● **ASSIGNMENT**: Look for the word "collect" in the entries and copy each line where it appears.

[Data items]
_____
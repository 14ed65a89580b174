//! Ranked cluster queries and ranking-index maintenance
//!
//! Listing is keyset-paginated on `(count, id)` where `count` is the ranking
//! column, ordered `count DESC, id ASC`. Each ordering is served by its own
//! `(latest_status, count DESC, id)` index.

use std::fmt;
use std::str::FromStr;

use base64::engine::general_purpose::URL_SAFE_NO_PAD;
use base64::Engine;
use diesel::connection::SimpleConnection;
use diesel::prelude::*;
use serde::{Deserialize, Serialize};
use tracing::{debug, info};

use super::diesel_schema::message_clusters;
use super::models::{current_timestamp, ClusterStatus, MessageCluster};
use super::schema::RANKING_INDEXES;
use super::{ledger, membership};
use crate::error::StorageError;

// ============================================================================
// Query Types
// ============================================================================

/// Ranking column
#[derive(Debug, Clone, Copy, PartialEq, Eq, Serialize, Deserialize, Default)]
#[serde(rename_all = "snake_case")]
pub enum RankOrder {
    #[default]
    ReportCount,
    EntityCount,
}

impl RankOrder {
    pub fn as_str(&self) -> &'static str {
        match self {
            RankOrder::ReportCount => "report_count",
            RankOrder::EntityCount => "entity_count",
        }
    }

    fn count_of(&self, cluster: &MessageCluster) -> i32 {
        match self {
            RankOrder::ReportCount => cluster.report_count,
            RankOrder::EntityCount => cluster.entity_count,
        }
    }
}

impl fmt::Display for RankOrder {
    fn fmt(&self, f: &mut fmt::Formatter<'_>) -> fmt::Result {
        f.write_str(self.as_str())
    }
}

impl FromStr for RankOrder {
    type Err = StorageError;

    fn from_str(s: &str) -> Result<Self, Self::Err> {
        match s {
            "report_count" => Ok(RankOrder::ReportCount),
            "entity_count" => Ok(RankOrder::EntityCount),
            other => Err(StorageError::InvalidInput(format!(
                "Unknown rank order: {}. Expected report_count or entity_count",
                other
            ))),
        }
    }
}

/// Position after the last cluster of a page.
///
/// Serialized as an opaque URL-safe token of the form `order:count:id`.
#[derive(Debug, Clone, Copy, PartialEq, Eq, Serialize, Deserialize)]
pub struct RankCursor {
    pub order: RankOrder,
    pub count: i32,
    pub id: i64,
}

impl RankCursor {
    pub fn after(cluster: &MessageCluster, order: RankOrder) -> Self {
        Self {
            order,
            count: order.count_of(cluster),
            id: cluster.id,
        }
    }

    pub fn encode(&self) -> String {
        URL_SAFE_NO_PAD.encode(format!("{}:{}:{}", self.order, self.count, self.id))
    }

    pub fn decode(token: &str) -> Result<Self, StorageError> {
        let invalid = || StorageError::InvalidInput(format!("Invalid cursor: {}", token));

        let bytes = URL_SAFE_NO_PAD.decode(token).map_err(|_| invalid())?;
        let text = String::from_utf8(bytes).map_err(|_| invalid())?;

        let mut parts = text.splitn(3, ':');
        let (Some(order), Some(count), Some(id)) = (parts.next(), parts.next(), parts.next()) else {
            return Err(invalid());
        };

        Ok(Self {
            order: order.parse().map_err(|_| invalid())?,
            count: count.parse().map_err(|_| invalid())?,
            id: id.parse().map_err(|_| invalid())?,
        })
    }
}

/// One page of ranked clusters
#[derive(Debug, Clone, Serialize)]
pub struct RankedPage {
    pub clusters: Vec<MessageCluster>,
    /// Present only when more clusters follow this page
    pub next_cursor: Option<RankCursor>,
}

/// Outcome of one reconciliation batch
#[derive(Debug, Clone, Copy, Default, Serialize)]
pub struct ReconcileBatch {
    pub scanned: usize,
    pub corrected: usize,
    /// Highest cluster id visited; `None` when the batch was empty
    pub last_id: Option<i64>,
}

// ============================================================================
// Read Operations
// ============================================================================

/// Clusters with `latest_status = status`, ordered by `order` descending with
/// ascending id as tiebreak, resuming after `after` when given.
pub fn top_clusters(
    conn: &mut SqliteConnection,
    status: ClusterStatus,
    order: RankOrder,
    limit: i64,
    after: Option<&RankCursor>,
) -> Result<RankedPage, StorageError> {
    if let Some(cursor) = after {
        if cursor.order != order {
            return Err(StorageError::InvalidInput(format!(
                "Cursor was issued for {} ordering, not {}",
                cursor.order, order
            )));
        }
    }

    if limit < 1 {
        return Err(StorageError::InvalidInput(format!("limit must be at least 1, got {}", limit)));
    }

    let mut query = message_clusters::table
        .filter(message_clusters::latest_status.eq(status))
        .select(MessageCluster::as_select())
        .into_boxed();

    match order {
        RankOrder::ReportCount => {
            if let Some(cursor) = after {
                query = query.filter(
                    message_clusters::report_count.lt(cursor.count).or(message_clusters::report_count
                        .eq(cursor.count)
                        .and(message_clusters::id.gt(cursor.id))),
                );
            }
            query = query.order((message_clusters::report_count.desc(), message_clusters::id.asc()));
        }
        RankOrder::EntityCount => {
            if let Some(cursor) = after {
                query = query.filter(
                    message_clusters::entity_count.lt(cursor.count).or(message_clusters::entity_count
                        .eq(cursor.count)
                        .and(message_clusters::id.gt(cursor.id))),
                );
            }
            query = query.order((message_clusters::entity_count.desc(), message_clusters::id.asc()));
        }
    }

    let mut clusters: Vec<MessageCluster> = query
        .limit(limit.saturating_add(1))
        .load(conn)
        .map_err(|e| StorageError::query("Ranking query failed", e))?;

    let next_cursor = if clusters.len() as i64 > limit {
        clusters.truncate(limit as usize);
        clusters.last().map(|c| RankCursor::after(c, order))
    } else {
        None
    };

    Ok(RankedPage { clusters, next_cursor })
}

// ============================================================================
// Maintenance
// ============================================================================

/// Rebuild one ranking index. Names outside the ranking set are rejected.
pub fn reindex(conn: &mut SqliteConnection, index_name: &str) -> Result<(), StorageError> {
    if !RANKING_INDEXES.contains(&index_name) {
        return Err(StorageError::InvalidInput(format!("Not a ranking index: {}", index_name)));
    }
    info!(index = index_name, "Rebuilding ranking index");
    conn.batch_execute(&format!("REINDEX {}", index_name))
        .map_err(|e| StorageError::query("Reindex failed", e))
}

/// Refresh planner statistics after a rebuild
pub fn analyze(conn: &mut SqliteConnection) -> Result<(), StorageError> {
    conn.batch_execute("ANALYZE message_clusters")
        .map_err(|e| StorageError::query("Analyze failed", e))
}

/// Recompute `entity_count` and the cached status for up to `batch_size`
/// clusters with id greater than `after_id`.
pub fn reconcile_batch(
    conn: &mut SqliteConnection,
    after_id: i64,
    batch_size: i64,
) -> Result<ReconcileBatch, StorageError> {
    let batch: Vec<MessageCluster> = message_clusters::table
        .filter(message_clusters::id.gt(after_id))
        .order(message_clusters::id.asc())
        .limit(batch_size)
        .select(MessageCluster::as_select())
        .load(conn)
        .map_err(|e| StorageError::query("Query failed", e))?;

    let mut outcome = ReconcileBatch::default();
    for cluster in &batch {
        outcome.scanned += 1;
        outcome.last_id = Some(cluster.id);

        let physical = membership::member_count(conn, cluster.id)? as i32;
        let latest = ledger::latest_entry(conn, cluster.id)?;

        let (status, status_at) = match &latest {
            Some(entry) => (entry.status, entry.created_at.clone()),
            None => (cluster.latest_status, cluster.latest_status_at.clone()),
        };

        if physical == cluster.entity_count
            && status == cluster.latest_status
            && status_at == cluster.latest_status_at
        {
            continue;
        }

        debug!(
            cluster_id = cluster.id,
            cached_entity_count = cluster.entity_count,
            physical,
            "Reconciling cluster counters"
        );

        diesel::update(message_clusters::table.find(cluster.id))
            .set((
                message_clusters::entity_count.eq(physical),
                message_clusters::latest_status.eq(status),
                message_clusters::latest_status_at.eq(&status_at),
                message_clusters::updated_at.eq(current_timestamp()),
            ))
            .execute(conn)
            .map_err(|e| StorageError::query("Reconcile update failed", e))?;
        outcome.corrected += 1;
    }

    Ok(outcome)
}

#[cfg(test)]
mod tests {
    use super::*;
    use crate::db::{clusters, ledger, registry, reports, test_conn};

    /// Clusters led by entities 1..=n, blacklisted by actor 10
    fn seed(conn: &mut SqliteConnection, n: i64) -> Vec<i64> {
        registry::register_actor(conn, 10).unwrap();
        (1..=n)
            .map(|leader| {
                registry::register_entity(conn, leader).unwrap();
                let id = clusters::create_cluster(conn, leader, 0).unwrap().cluster.id;
                ledger::record_status_change(conn, id, ClusterStatus::Blacklisted, 10).unwrap();
                id
            })
            .collect()
    }

    #[test]
    fn test_order_by_report_count_with_id_tiebreak() {
        let mut conn = test_conn();
        let ids = seed(&mut conn, 3);
        reports::record_report(&mut conn, ids[2]).unwrap();
        reports::record_report(&mut conn, ids[2]).unwrap();
        reports::record_report(&mut conn, ids[1]).unwrap();
        reports::record_report(&mut conn, ids[0]).unwrap();

        let page = top_clusters(&mut conn, ClusterStatus::Blacklisted, RankOrder::ReportCount, 10, None).unwrap();
        let order: Vec<_> = page.clusters.iter().map(|c| c.id).collect();
        assert_eq!(order, vec![ids[2], ids[0], ids[1]]);
        assert!(page.next_cursor.is_none());
    }

    #[test]
    fn test_status_filter() {
        let mut conn = test_conn();
        let ids = seed(&mut conn, 2);
        ledger::record_status_change(&mut conn, ids[0], ClusterStatus::Whitelisted, 10).unwrap();

        let page = top_clusters(&mut conn, ClusterStatus::Blacklisted, RankOrder::EntityCount, 10, None).unwrap();
        assert_eq!(page.clusters.len(), 1);
        assert_eq!(page.clusters[0].id, ids[1]);
        assert!(top_clusters(&mut conn, ClusterStatus::Hidden, RankOrder::EntityCount, 10, None)
            .unwrap()
            .clusters
            .is_empty());
    }

    #[test]
    fn test_pagination_visits_every_cluster_once() {
        let mut conn = test_conn();
        let ids = seed(&mut conn, 7);
        for (i, id) in ids.iter().enumerate() {
            for _ in 0..(i % 3) {
                reports::record_report(&mut conn, *id).unwrap();
            }
        }

        let mut seen = Vec::new();
        let mut cursor = None;
        loop {
            let page = top_clusters(
                &mut conn,
                ClusterStatus::Blacklisted,
                RankOrder::ReportCount,
                2,
                cursor.as_ref(),
            )
            .unwrap();
            seen.extend(page.clusters.iter().map(|c| (c.report_count, c.id)));
            match page.next_cursor {
                Some(next) => cursor = Some(next),
                None => break,
            }
        }

        assert_eq!(seen.len(), ids.len());
        let mut expected = seen.clone();
        expected.sort_by(|a, b| b.0.cmp(&a.0).then(a.1.cmp(&b.1)));
        assert_eq!(seen, expected);
    }

    #[test]
    fn test_limit_edges() {
        let mut conn = test_conn();
        seed(&mut conn, 2);

        let page = top_clusters(&mut conn, ClusterStatus::Blacklisted, RankOrder::ReportCount, i64::MAX, None).unwrap();
        assert_eq!(page.clusters.len(), 2);
        assert!(page.next_cursor.is_none());

        for limit in [0, -1, i64::MIN] {
            assert!(matches!(
                top_clusters(&mut conn, ClusterStatus::Blacklisted, RankOrder::ReportCount, limit, None),
                Err(StorageError::InvalidInput(_))
            ));
        }
    }

    #[test]
    fn test_cursor_token() {
        let cursor = RankCursor {
            order: RankOrder::EntityCount,
            count: 4,
            id: 17,
        };
        let token = cursor.encode();
        assert!(!token.contains(':'));
        assert_eq!(RankCursor::decode(&token).unwrap(), cursor);

        assert!(matches!(RankCursor::decode("not base64!"), Err(StorageError::InvalidInput(_))));
        let garbage = URL_SAFE_NO_PAD.encode("entity_count:x:1");
        assert!(RankCursor::decode(&garbage).is_err());
    }

    #[test]
    fn test_cursor_order_mismatch() {
        let mut conn = test_conn();
        seed(&mut conn, 1);
        let cursor = RankCursor {
            order: RankOrder::EntityCount,
            count: 0,
            id: 1,
        };
        assert!(matches!(
            top_clusters(&mut conn, ClusterStatus::Blacklisted, RankOrder::ReportCount, 5, Some(&cursor)),
            Err(StorageError::InvalidInput(_))
        ));
    }

    #[test]
    fn test_reindex_and_analyze() {
        let mut conn = test_conn();
        seed(&mut conn, 2);
        for index in RANKING_INDEXES {
            reindex(&mut conn, index).unwrap();
        }
        analyze(&mut conn).unwrap();
        assert!(reindex(&mut conn, "users").is_err());
    }

    #[test]
    fn test_reconcile_repairs_drift() {
        let mut conn = test_conn();
        let ids = seed(&mut conn, 3);
        registry::register_entity(&mut conn, 100).unwrap();
        membership::add_member(&mut conn, 100, ids[0]).unwrap();

        diesel::update(message_clusters::table.find(ids[0]))
            .set((
                message_clusters::entity_count.eq(9),
                message_clusters::latest_status.eq(ClusterStatus::Hidden),
            ))
            .execute(&mut conn)
            .unwrap();

        let first = reconcile_batch(&mut conn, 0, 2).unwrap();
        assert_eq!(first.scanned, 2);
        assert_eq!(first.corrected, 1);
        assert_eq!(first.last_id, Some(ids[1]));

        let rest = reconcile_batch(&mut conn, ids[1], 2).unwrap();
        assert_eq!(rest.scanned, 1);
        assert_eq!(rest.corrected, 0);
        assert_eq!(reconcile_batch(&mut conn, ids[2], 2).unwrap().last_id, None);

        let repaired = clusters::require_cluster(&mut conn, ids[0]).unwrap();
        assert_eq!(repaired.entity_count, 1);
        assert_eq!(repaired.latest_status, ClusterStatus::Blacklisted);
    }
}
_____
● **SOLUTION**:
            .collect()
        let order: Vec<_> = page.clusters.iter().map(|c| c.id).collect();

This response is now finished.